Em meados de março, um agente de ameaça postou no Breachforums uma violação bem-sucedida dos sistemas da Oracle. A CybelAngel recebeu informações de uma fonte de inteligência de ameaças que confirmou que a Oracle admitiu um incidente de segurança envolvendo seus servidores Gen 1 e começou a notificar os clientes.
A Oracle teria reconhecido o incidente de segurança envolvendo acesso não autorizado à sua infraestrutura de nuvem para clientes selecionados. Os dados roubados, incluindo um cache de 6 milhões de registros de dados , foram posteriormente oferecidos para venda, acompanhados de exigências de resgate e propostas para o comércio de exploits de dia zero.
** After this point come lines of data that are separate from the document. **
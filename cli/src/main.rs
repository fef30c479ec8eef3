use std::process::ExitCode;

use clap::Parser;
use retag_cli::{Cli, EXIT_FATAL};
use tracing_subscriber::EnvFilter;

#[tokio::main]
async fn main() -> ExitCode {
    // Before parsing, so env-backed flags see values from .env.
    match dotenvy::dotenv() {
        Err(err) if !err.not_found() => eprintln!("warning: failed to load .env: {err}"),
        _ => {}
    }

    let cli = Cli::parse();
    init_logging();

    match cli.run().await {
        Ok(code) => ExitCode::from(code),
        Err(err) => {
            eprintln!("error: {err:#}");
            ExitCode::from(EXIT_FATAL)
        }
    }
}

fn init_logging() {
    let default_level = "info";
    let _ = tracing_subscriber::fmt()
        .with_env_filter(
            EnvFilter::try_from_default_env()
                .or_else(|_| EnvFilter::try_new(default_level))
                .unwrap_or_else(|_| EnvFilter::new(default_level)),
        )
        .with_writer(std::io::stderr)
        .try_init();
}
Nos dias que se seguiram, o infrator forneceu informações adicionais, provas e amostras, fortalecendo ainda mais sua credibilidade dentro da comunidade clandestina de segurança cibernética.
Os dados comprometidos, de acordo com a Oracle, tinham aproximadamente 16 meses e não incluíam Informações Pessoais Identificáveis (PII) completas; os dados expostos incluíam endereços de e-mail, nomes de usuários e senhas criptografadas; em vez de buscar apenas pagamento financeiro, o invasor queria trocar dados roubados por explorações de dia zero, indicando uma agenda cibercriminosa mais ampla.
Os dados roubados incluem: credenciais SSO (Single Sign-On) e LDAP, arquivos JKS (Java Key Store), senhas e arquivos de chave, chaves JPS do Enterprise Manager.
A Oracle teria tomado medidas de segurança proativas para mitigar riscos adicionais. A Oracle negou oficialmente que os servidores de login SSO federados da Oracle Cloud da empresa tenham sido violados.
A CybelAngel recebeu informações de uma fonte de inteligência de ameaças que relata que a Oracle comunicou às partes interessadas sobre um incidente de segurança envolvendo seus servidores Gen1.
Essa exposição foi facilitada por meio de um exploit Java de 2020 e o hacker conseguiu instalar um webshell junto com malware. O malware tinha como alvo específico o banco de dados Oracle IDM. Em poucos dias, a Oracle supostamente conseguiu remover o invasor quando a primeira demanda por resgate foi feita no início de março. Antes que isso fosse tornado público, a Oracle tomou medidas para conter a violação e reforçar a segurança em torno dos servidores afetados.
“rose87168”, o agente de ameaças por trás dessas iniciativas de violação de dados, é um agente de ameaças cibernéticas pouco conhecido.
Uma captura de tela do tópico atualizado conectando-se ao comentário do ator exibindo a nova amostra de 2025.
O resgate solicitado é um pagamento de 20 milhões de dólares mas o hacker está disposto a trocar dados roubados por exploits de dia zero.